Borrego Springs demonstration microgrid: California
The town of Borrego Springs, home to 3,400 people, is located around 90 miles east of San Diego and at the furthest end of a gas and electric transmission line. High winds, forest fires and flash floods, in addition to its distance from the transmission line’s source, means the town is subject to frequent power outages.
Following a particularly bad wildfire in 2007, which took down the transmission line, San Diego Gas & Electric received an $8 m grant from the US Department of Energy to build a demonstration microgrid in the neighbourhood.
A first of its kind in the area, the Borrego Springs microgrid uses smart grid technology that can respond to environmental and system conditions. It can also be disconnected from the main grid during emergencies, supplying energy to the community via onsite resources.
In 2015, the California Energy Commission awarded San Diego Gas & Electric a $5m grant to connect it with a nearby 26MW NRG solar farm, making it the largest microgrid in the country that operates solely on renewable energy.
Carbon-negative Samsø: Denmark
The self-sufficient island of Samsø in Denmark was established in 1997, after it won a competition asking local communities and islands to design and present viable plans for a complete transition to energy independence through the use of renewables.
Now, Samsø is carbon-negative, generating more energy from renewable sources than it consumes.

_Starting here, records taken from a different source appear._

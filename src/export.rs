//! One-shot analytics report
//!
//! The tracker snapshot enriched with static document metadata and an export
//! timestamp.

use crate::index::SectionIndex;
use crate::store::SNAPSHOT_KEY_PREFIX;
use crate::types::{SectionId, TrackerSnapshot};
use chrono::{DateTime, Utc};
use serde::{Deserialize, Serialize};

/// A section as listed in the report
#[derive(Debug, Clone, PartialEq, Serialize, Deserialize)]
pub struct SectionInfo {
    pub id: SectionId,
    pub title: String,
    pub start_page: u32,
    pub end_page: u32,
    pub level: u32,
    pub dynamic: bool,
    pub completed: bool,
}

/// Static document metadata
#[derive(Debug, Clone, PartialEq, Serialize, Deserialize)]
pub struct DocumentInfo {
    pub id: String,
    pub total_pages: u32,
    pub sections: Vec<SectionInfo>,
}

#[derive(Debug, Clone, PartialEq, Serialize, Deserialize)]
pub struct ExportReport {
    #[serde(flatten)]
    pub snapshot: TrackerSnapshot,
    pub document: DocumentInfo,
    pub exported_at: DateTime<Utc>,
}

impl ExportReport {
    pub fn new(
        snapshot: TrackerSnapshot,
        index: &SectionIndex,
        document_id: &str,
        exported_at: DateTime<Utc>,
    ) -> Self {
        let sections = index
            .iter()
            .map(|s| SectionInfo {
                id: s.id.clone(),
                title: s.title.clone(),
                start_page: s.start_page,
                end_page: s.end_page,
                level: s.level,
                dynamic: s.is_dynamic(),
                completed: snapshot.section(&s.id).is_some_and(|stat| stat.completed),
            })
            .collect();

        Self {
            document: DocumentInfo {
                id: document_id.to_string(),
                total_pages: index.total_pages(),
                sections,
            },
            snapshot,
            exported_at,
        }
    }

    pub fn to_json_pretty(&self) -> Result<String, serde_json::Error> {
        serde_json::to_string_pretty(self)
    }

    pub fn filename(&self) -> String {
        export_filename(&self.document.id, self.exported_at)
    }
}

/// `reading_analytics_{fingerprint}_{YYYY-MM-DD}.json`
pub fn export_filename(fingerprint: &str, date: DateTime<Utc>) -> String {
    format!(
        "{}{}_{}.json",
        SNAPSHOT_KEY_PREFIX,
        fingerprint,
        date.format("%Y-%m-%d")
    )
}

/// Format a duration as `HH:MM:SS` / `MM:SS`, or compactly as `1h 5m` / `12m` / `40s`
pub fn format_duration(ms: i64, compact: bool) -> String {
    let total_secs = ms.max(0) / 1000;
    let hours = total_secs / 3600;
    let minutes = (total_secs % 3600) / 60;
    let seconds = total_secs % 60;

    if compact {
        if hours > 0 {
            format!("{}h {}m", hours, minutes)
        } else if minutes > 0 {
            format!("{}m", minutes)
        } else {
            format!("{}s", seconds)
        }
    } else if hours > 0 {
        format!("{:02}:{:02}:{:02}", hours, minutes, seconds)
    } else {
        format!("{:02}:{:02}", minutes, seconds)
    }
}
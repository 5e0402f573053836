//! Section index
//!
//! Holds every known section (configured and dynamic) in one arena keyed by
//! [`SectionId`], plus the lookups the detector needs: which sections cover a
//! page, and a forgiving title matcher per section.

use crate::detection::similarity::tokenize;
use crate::outline::flatten;
use crate::types::{Section, SectionId};
use indexmap::IndexMap;
use log::{debug, warn};
use regex::Regex;
use std::collections::{HashMap, HashSet};

/// Keywords must be longer than this many characters
const MIN_KEYWORD_CHARS: usize = 2;

/// Title pattern and keyword set for one section
#[derive(Debug, Clone)]
pub struct TitleMatcher {
    pattern: Option<Regex>,
    keywords: Vec<String>,
}

impl TitleMatcher {
    /// Build a case-insensitive pattern that tolerates any whitespace between
    /// the title's words, plus the title's keyword set
    pub fn new(title: &str) -> Self {
        let words: Vec<String> = title.split_whitespace().map(regex::escape).collect();
        let pattern = if words.is_empty() {
            None
        } else {
            match Regex::new(&format!("(?i){}", words.join(r"\s*"))) {
                Ok(re) => Some(re),
                Err(e) => {
                    warn!("Could not build title pattern for {:?}: {}", title, e);
                    None
                }
            }
        };

        let mut keywords: Vec<String> = tokenize(title)
            .into_iter()
            .filter(|w| w.chars().count() > MIN_KEYWORD_CHARS)
            .collect();
        keywords.sort();

        Self { pattern, keywords }
    }

    pub fn matches(&self, text: &str) -> bool {
        self.pattern.as_ref().is_some_and(|re| re.is_match(text))
    }

    pub fn keywords(&self) -> &[String] {
        &self.keywords
    }

    /// Fraction of keywords present in `tokens`, 0 for keyword-less titles
    pub fn keyword_fraction(&self, tokens: &HashSet<String>) -> f64 {
        if self.keywords.is_empty() {
            return 0.0;
        }
        let matched = self.keywords.iter().filter(|k| tokens.contains(*k)).count();
        matched as f64 / self.keywords.len() as f64
    }
}

/// Arena of sections with page and title lookups
#[derive(Debug, Clone)]
pub struct SectionIndex {
    total_pages: u32,
    tree: Vec<Section>,
    sections: IndexMap<SectionId, Section>,
    page_map: HashMap<u32, Vec<SectionId>>,
    matchers: HashMap<SectionId, TitleMatcher>,
}

impl SectionIndex {
    /// Index a normalized section tree
    pub fn new(tree: Vec<Section>, total_pages: u32) -> Self {
        let sections = flatten(&tree)
            .into_iter()
            .map(|s| (s.id.clone(), s))
            .collect();
        let mut index = Self {
            total_pages,
            tree,
            sections,
            page_map: HashMap::new(),
            matchers: HashMap::new(),
        };
        index.rebuild();
        index
    }

    /// Recompute the page map and title matchers from the arena
    pub fn rebuild(&mut self) {
        self.page_map.clear();
        self.matchers.clear();

        for section in self.sections.values() {
            for page in section.pages() {
                self.page_map
                    .entry(page)
                    .or_default()
                    .push(section.id.clone());
            }
            self.matchers
                .insert(section.id.clone(), TitleMatcher::new(&section.title));
        }

        debug!(
            "Section index rebuilt: {} sections, {} page mappings",
            self.sections.len(),
            self.page_map.len()
        );
    }

    /// Register a runtime-synthesized section. Returns false if the id is taken.
    pub fn add_dynamic(&mut self, section: Section) -> bool {
        if self.sections.contains_key(&section.id) {
            return false;
        }
        let section = section.without_children();
        self.tree.push(section.clone());
        self.sections.insert(section.id.clone(), section);
        self.rebuild();
        true
    }

    pub fn total_pages(&self) -> u32 {
        self.total_pages
    }

    pub fn contains_page(&self, page: u32) -> bool {
        (1..=self.total_pages).contains(&page)
    }

    pub fn get(&self, id: &SectionId) -> Option<&Section> {
        self.sections.get(id)
    }

    pub fn contains(&self, id: &SectionId) -> bool {
        self.sections.contains_key(id)
    }

    /// Sections in outline order (dynamic sections last, in creation order)
    pub fn iter(&self) -> impl Iterator<Item = &Section> {
        self.sections.values()
    }

    pub fn len(&self) -> usize {
        self.sections.len()
    }

    pub fn is_empty(&self) -> bool {
        self.sections.is_empty()
    }

    /// The nested section tree, dynamic sections appended at the top level
    pub fn tree(&self) -> &[Section] {
        &self.tree
    }

    /// Every section whose page range covers `page`
    pub fn sections_on_page(&self, page: u32) -> Vec<&Section> {
        self.page_map
            .get(&page)
            .map(|ids| ids.iter().filter_map(|id| self.sections.get(id)).collect())
            .unwrap_or_default()
    }

    /// The first section mapped to `page`
    pub fn primary_section(&self, page: u32) -> Option<&Section> {
        self.page_map
            .get(&page)
            .and_then(|ids| ids.first())
            .and_then(|id| self.sections.get(id))
    }

    pub fn matcher(&self, id: &SectionId) -> Option<&TitleMatcher> {
        self.matchers.get(id)
    }

    pub fn dynamic_sections(&self) -> impl Iterator<Item = &Section> {
        self.sections.values().filter(|s| s.is_dynamic())
    }
}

To compensate for carbon emitted from the transport sector, ten offshore and 11 onshore wind turbines were constructed, with a total generation capacity of 34MW.
The carbon footprint of residents now stands at negative 12 tonnes per person per year, with the Danish average being 6.2 tonnes.
The island’s long-term aim is to becoming completely fossil fuel-free by 2030, replacing all oil, gas and coal with renewable alternatives.